- [GIVEN ENTRIES]:
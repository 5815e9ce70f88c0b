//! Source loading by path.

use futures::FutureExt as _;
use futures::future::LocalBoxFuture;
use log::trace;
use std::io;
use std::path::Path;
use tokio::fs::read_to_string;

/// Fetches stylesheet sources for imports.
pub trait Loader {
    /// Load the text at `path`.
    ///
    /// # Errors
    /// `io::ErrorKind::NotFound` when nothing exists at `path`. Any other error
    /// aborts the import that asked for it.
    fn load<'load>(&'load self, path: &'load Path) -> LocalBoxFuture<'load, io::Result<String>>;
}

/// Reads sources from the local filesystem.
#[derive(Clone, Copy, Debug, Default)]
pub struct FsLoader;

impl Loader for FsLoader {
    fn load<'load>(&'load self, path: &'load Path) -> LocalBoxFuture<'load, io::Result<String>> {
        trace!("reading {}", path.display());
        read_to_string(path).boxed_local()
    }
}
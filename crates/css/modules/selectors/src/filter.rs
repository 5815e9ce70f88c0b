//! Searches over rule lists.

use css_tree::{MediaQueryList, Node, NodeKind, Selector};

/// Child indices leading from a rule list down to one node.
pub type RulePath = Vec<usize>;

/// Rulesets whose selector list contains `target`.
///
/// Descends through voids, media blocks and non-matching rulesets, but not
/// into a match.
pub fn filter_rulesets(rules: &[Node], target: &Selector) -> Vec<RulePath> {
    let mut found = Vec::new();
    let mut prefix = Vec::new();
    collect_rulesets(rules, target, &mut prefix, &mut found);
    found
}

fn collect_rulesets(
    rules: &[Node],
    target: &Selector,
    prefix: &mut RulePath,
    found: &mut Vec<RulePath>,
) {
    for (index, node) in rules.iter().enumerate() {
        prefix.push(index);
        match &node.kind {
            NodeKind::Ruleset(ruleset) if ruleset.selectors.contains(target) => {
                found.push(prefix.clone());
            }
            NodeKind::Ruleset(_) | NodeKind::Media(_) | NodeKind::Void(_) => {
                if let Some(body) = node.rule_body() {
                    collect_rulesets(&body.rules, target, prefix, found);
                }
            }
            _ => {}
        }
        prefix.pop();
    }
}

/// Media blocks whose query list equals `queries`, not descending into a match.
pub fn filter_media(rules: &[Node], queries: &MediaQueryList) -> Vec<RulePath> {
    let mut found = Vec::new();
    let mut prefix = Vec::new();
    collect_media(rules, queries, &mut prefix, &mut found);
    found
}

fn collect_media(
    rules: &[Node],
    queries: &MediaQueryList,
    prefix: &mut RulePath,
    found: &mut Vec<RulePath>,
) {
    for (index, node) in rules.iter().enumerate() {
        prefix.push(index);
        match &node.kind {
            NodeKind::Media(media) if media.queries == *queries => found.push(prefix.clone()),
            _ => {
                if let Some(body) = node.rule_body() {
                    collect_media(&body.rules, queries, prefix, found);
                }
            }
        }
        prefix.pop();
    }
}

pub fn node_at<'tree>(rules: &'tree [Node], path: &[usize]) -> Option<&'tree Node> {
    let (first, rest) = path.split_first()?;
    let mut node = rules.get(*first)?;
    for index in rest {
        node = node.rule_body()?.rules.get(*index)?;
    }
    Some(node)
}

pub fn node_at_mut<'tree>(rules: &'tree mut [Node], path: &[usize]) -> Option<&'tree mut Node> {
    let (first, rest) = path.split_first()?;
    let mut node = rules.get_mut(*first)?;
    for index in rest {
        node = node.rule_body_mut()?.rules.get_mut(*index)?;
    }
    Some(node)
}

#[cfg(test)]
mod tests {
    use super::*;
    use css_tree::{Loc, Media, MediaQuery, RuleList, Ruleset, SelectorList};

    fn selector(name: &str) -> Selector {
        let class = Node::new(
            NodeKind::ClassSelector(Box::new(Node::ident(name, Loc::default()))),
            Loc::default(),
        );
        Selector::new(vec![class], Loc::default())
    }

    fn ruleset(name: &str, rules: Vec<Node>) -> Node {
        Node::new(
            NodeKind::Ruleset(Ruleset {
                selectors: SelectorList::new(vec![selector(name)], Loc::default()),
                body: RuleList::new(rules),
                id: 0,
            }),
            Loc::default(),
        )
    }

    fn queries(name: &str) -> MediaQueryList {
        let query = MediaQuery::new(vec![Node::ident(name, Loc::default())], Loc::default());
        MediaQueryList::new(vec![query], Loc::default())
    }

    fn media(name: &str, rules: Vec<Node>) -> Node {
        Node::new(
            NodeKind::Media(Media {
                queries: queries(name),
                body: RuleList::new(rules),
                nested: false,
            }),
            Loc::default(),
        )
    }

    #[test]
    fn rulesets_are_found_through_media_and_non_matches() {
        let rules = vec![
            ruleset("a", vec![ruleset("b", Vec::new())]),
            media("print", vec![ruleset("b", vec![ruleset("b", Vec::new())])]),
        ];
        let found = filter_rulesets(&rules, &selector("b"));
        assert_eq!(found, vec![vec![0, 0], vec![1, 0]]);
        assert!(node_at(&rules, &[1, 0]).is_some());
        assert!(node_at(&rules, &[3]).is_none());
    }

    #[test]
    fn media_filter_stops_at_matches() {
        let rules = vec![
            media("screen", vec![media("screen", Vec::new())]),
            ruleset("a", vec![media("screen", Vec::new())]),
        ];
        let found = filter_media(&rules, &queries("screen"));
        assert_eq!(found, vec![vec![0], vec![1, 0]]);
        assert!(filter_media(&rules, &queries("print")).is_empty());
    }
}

- [TASK PROMPT]:
Copy the lines that hold the word "SelectorList". Take them from the records above.

- [EXERCISE SOLUTION]:
    use css_tree::{Loc, Media, MediaQuery, RuleList, Ruleset, SelectorList};
                selectors: SelectorList::new(vec![selector(name)], Loc::default()),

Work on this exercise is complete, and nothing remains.